Data items
********

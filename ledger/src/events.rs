//! Bookkeeping events and the pending entries built from them.

use multibook_common::{
    AccountId, AgentId, ConversionPair, Currency, EventId, InputResult, MalformedInputError,
    Money, PendingId, SubjectId, Timestamp, UtcDay,
};
use multibook_fx::rate::validate_rate;
use rust_decimal::Decimal;
use serde::{Deserialize, Serialize};

/// A purchase or an income recorded against a balance account.
///
/// Positive amounts are income, negative amounts are expenses.
#[derive(Debug, Clone, PartialEq, Eq, Serialize, Deserialize)]
pub struct FundsMutationEvent {
    pub id: EventId,
    /// Accounting subject (category).
    pub subject: SubjectId,
    /// Account whose balance changes.
    pub account: AccountId,
    pub amount: Money,
    pub timestamp: Timestamp,
    /// Who recorded the event.
    pub agent: AgentId,
}

impl FundsMutationEvent {
    pub fn new(
        subject: SubjectId,
        account: AccountId,
        amount: Money,
        timestamp: Timestamp,
        agent: AgentId,
    ) -> Self {
        Self {
            id: EventId::new(),
            subject,
            account,
            amount,
            timestamp,
            agent,
        }
    }

    /// UTC day the event belongs to.
    pub fn day(&self) -> UtcDay {
        UtcDay::of(self.timestamp)
    }

    /// Same event expressed in another amount.
    pub fn with_amount(&self, amount: Money) -> Self {
        Self {
            amount,
            ..self.clone()
        }
    }
}

/// Read-only view of an externally stored balance account.
#[derive(Debug, Clone, PartialEq, Eq, Hash, Serialize, Deserialize)]
pub struct BalanceAccount {
    pub id: AccountId,
    pub currency: Currency,
    pub name: String,
}

impl BalanceAccount {
    pub fn new(id: impl Into<AccountId>, currency: Currency, name: impl Into<String>) -> Self {
        Self {
            id: id.into(),
            currency,
            name: name.into(),
        }
    }
}

/// Posts already applied for a pending entry, and the table rate they
/// were computed with.
///
/// A retried settlement reuses the rate and skips the first `posts_done`
/// posts, so nothing is applied twice.
#[derive(Debug, Clone, Default, PartialEq, Eq, Serialize, Deserialize)]
pub struct SettlementProgress {
    pub table_rate: Option<Decimal>,
    pub posts_done: usize,
}

impl SettlementProgress {
    pub fn is_started(&self) -> bool {
        self.posts_done > 0
    }
}

/// A mutation event still to be converted into `convert_to`.
#[derive(Debug, Clone, PartialEq, Eq, Serialize, Deserialize)]
pub struct PostponedMutationEvent {
    pub id: PendingId,
    pub event: FundsMutationEvent,
    pub convert_to: Currency,
    /// User-supplied multiplier from the event currency to `convert_to`.
    pub custom_rate: Option<Decimal>,
    /// Id of the conversion difference event, fixed across retries.
    pub difference_id: EventId,
    #[serde(default)]
    pub progress: SettlementProgress,
}

impl PostponedMutationEvent {
    pub fn new(
        event: FundsMutationEvent,
        convert_to: Currency,
        custom_rate: Option<Decimal>,
    ) -> InputResult<Self> {
        ConversionPair::new(event.amount.currency.clone(), convert_to.clone())?;
        Ok(Self {
            id: PendingId::new(),
            event,
            convert_to,
            custom_rate: custom_rate.map(validate_rate).transpose()?,
            difference_id: EventId::new(),
            progress: SettlementProgress::default(),
        })
    }

    pub fn day(&self) -> UtcDay {
        self.event.day()
    }

    /// Event currency to target currency.
    pub fn pair(&self) -> ConversionPair {
        ConversionPair {
            from: self.event.amount.currency.clone(),
            to: self.convert_to.clone(),
        }
    }
}

/// A currency exchange waiting for a rate.
///
/// `to_buy` is denominated in the buy account's currency; the amount
/// taken from the sell account is derived on settlement.
#[derive(Debug, Clone, PartialEq, Eq, Serialize, Deserialize)]
pub struct PostponedExchange {
    pub id: PendingId,
    pub to_buy: Money,
    pub buy_account: BalanceAccount,
    pub sell_account: BalanceAccount,
    /// User-supplied multiplier from the buy currency to the sell currency.
    pub custom_rate: Option<Decimal>,
    pub timestamp: Timestamp,
    pub agent: AgentId,
    /// Id of the exchange record, fixed across retries.
    pub record_id: EventId,
    /// Id of the conversion difference event, fixed across retries.
    pub difference_id: EventId,
    #[serde(default)]
    pub progress: SettlementProgress,
}

impl PostponedExchange {
    pub fn new(
        to_buy: Money,
        buy_account: BalanceAccount,
        sell_account: BalanceAccount,
        custom_rate: Option<Decimal>,
        timestamp: Timestamp,
        agent: AgentId,
    ) -> InputResult<Self> {
        if to_buy.currency != buy_account.currency {
            return Err(MalformedInputError::with_field(
                "to_buy",
                format!(
                    "amount to buy is in {}, buy account {} holds {}",
                    to_buy.currency, buy_account.id, buy_account.currency
                ),
            ));
        }
        if to_buy.value <= Decimal::ZERO {
            return Err(MalformedInputError::with_field(
                "to_buy",
                "amount to buy must be positive",
            ));
        }
        ConversionPair::new(buy_account.currency.clone(), sell_account.currency.clone())?;

        Ok(Self {
            id: PendingId::new(),
            to_buy,
            buy_account,
            sell_account,
            custom_rate: custom_rate.map(validate_rate).transpose()?,
            timestamp,
            agent,
            record_id: EventId::new(),
            difference_id: EventId::new(),
            progress: SettlementProgress::default(),
        })
    }

    pub fn day(&self) -> UtcDay {
        UtcDay::of(self.timestamp)
    }

    /// Buy currency to sell currency.
    pub fn pair(&self) -> ConversionPair {
        ConversionPair {
            from: self.buy_account.currency.clone(),
            to: self.sell_account.currency.clone(),
        }
    }
}

/// Anything the postponement ledger can hold.
#[derive(Debug, Clone, PartialEq, Eq, Serialize, Deserialize)]
pub enum PendingEntry {
    Mutation(PostponedMutationEvent),
    Exchange(PostponedExchange),
}

impl PendingEntry {
    pub fn id(&self) -> PendingId {
        match self {
            PendingEntry::Mutation(m) => m.id,
            PendingEntry::Exchange(x) => x.id,
        }
    }

    pub fn day(&self) -> UtcDay {
        match self {
            PendingEntry::Mutation(m) => m.day(),
            PendingEntry::Exchange(x) => x.day(),
        }
    }

    pub fn pair(&self) -> ConversionPair {
        match self {
            PendingEntry::Mutation(m) => m.pair(),
            PendingEntry::Exchange(x) => x.pair(),
        }
    }

    pub fn is_exchange(&self) -> bool {
        matches!(self, PendingEntry::Exchange(_))
    }

    pub fn progress(&self) -> &SettlementProgress {
        match self {
            PendingEntry::Mutation(m) => &m.progress,
            PendingEntry::Exchange(x) => &x.progress,
        }
    }
}

/// A settled exchange as handed to the accounter.
///
/// `sold` is the sell-side amount at the table rate; a custom rate's
/// excess is recorded separately as a conversion difference.
#[derive(Debug, Clone, PartialEq, Eq, Serialize, Deserialize)]
pub struct ExchangeRecord {
    pub id: EventId,
    pub bought: Money,
    pub buy_account: AccountId,
    pub sold: Money,
    pub sell_account: AccountId,
    /// Table multiplier, buy currency to sell currency.
    pub rate: Decimal,
    pub timestamp: Timestamp,
    pub agent: AgentId,
}

#[cfg(test)]
mod tests {
    use super::*;
    use chrono::{TimeZone, Utc};
    use rust_decimal_macros::dec;

    fn purchase(amount: Decimal, currency: Currency) -> FundsMutationEvent {
        FundsMutationEvent::new(
            SubjectId::new("food"),
            AccountId::new("card-rub"),
            Money::new(amount, currency),
            Utc.with_ymd_and_hms(2024, 7, 1, 18, 30, 0).unwrap(),
            AgentId::new("alice"),
        )
    }

    #[test]
    fn test_postponed_mutation_key() {
        let pending =
            PostponedMutationEvent::new(purchase(dec!(-10), Currency::usd()), Currency::rub(), None)
                .unwrap();
        assert_eq!(pending.day(), UtcDay::from_ymd(2024, 7, 1).unwrap());
        assert!(pending.pair().contains_ignore_order(&Currency::rub(), &Currency::usd()));
    }

    #[test]
    fn test_postponed_mutation_validation() {
        let same_currency =
            PostponedMutationEvent::new(purchase(dec!(-10), Currency::rub()), Currency::rub(), None);
        assert!(same_currency.is_err());

        let bad_rate = PostponedMutationEvent::new(
            purchase(dec!(-10), Currency::usd()),
            Currency::rub(),
            Some(dec!(-90)),
        );
        assert!(bad_rate.is_err());

        let rounded = PostponedMutationEvent::new(
            purchase(dec!(-10), Currency::usd()),
            Currency::rub(),
            Some(dec!(90.123456)),
        )
        .unwrap();
        assert_eq!(rounded.custom_rate, Some(dec!(90.1235)));
    }

    #[test]
    fn test_exchange_validation() {
        let usd = BalanceAccount::new("wallet-usd", Currency::usd(), "USD wallet");
        let rub = BalanceAccount::new("card-rub", Currency::rub(), "RUB card");
        let now = Utc::now();

        assert!(PostponedExchange::new(
            Money::new(dec!(100), Currency::usd()),
            usd.clone(),
            rub.clone(),
            None,
            now,
            AgentId::new("alice"),
        )
        .is_ok());

        // amount not in the buy account currency
        assert!(PostponedExchange::new(
            Money::new(dec!(100), Currency::rub()),
            usd.clone(),
            rub.clone(),
            None,
            now,
            AgentId::new("alice"),
        )
        .is_err());

        // both accounts in one currency
        assert!(PostponedExchange::new(
            Money::new(dec!(100), Currency::usd()),
            usd.clone(),
            usd,
            None,
            now,
            AgentId::new("alice"),
        )
        .is_err());
    }
}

********

- **TASK REQUIREMENTS**
From the entries, report every line in which the string "Money" occurs.

- **THE COMPLETED TASK**
    Money, PendingId, SubjectId, Timestamp, UtcDay,
    pub amount: Money,
        amount: Money,
    pub fn with_amount(&self, amount: Money) -> Self {
    pub to_buy: Money,
        to_buy: Money,
    pub bought: Money,
    pub sold: Money,
            Money::new(amount, currency),
            Money::new(dec!(100), Currency::usd()),
            Money::new(dec!(100), Currency::rub()),
            Money::new(dec!(100), Currency::usd()),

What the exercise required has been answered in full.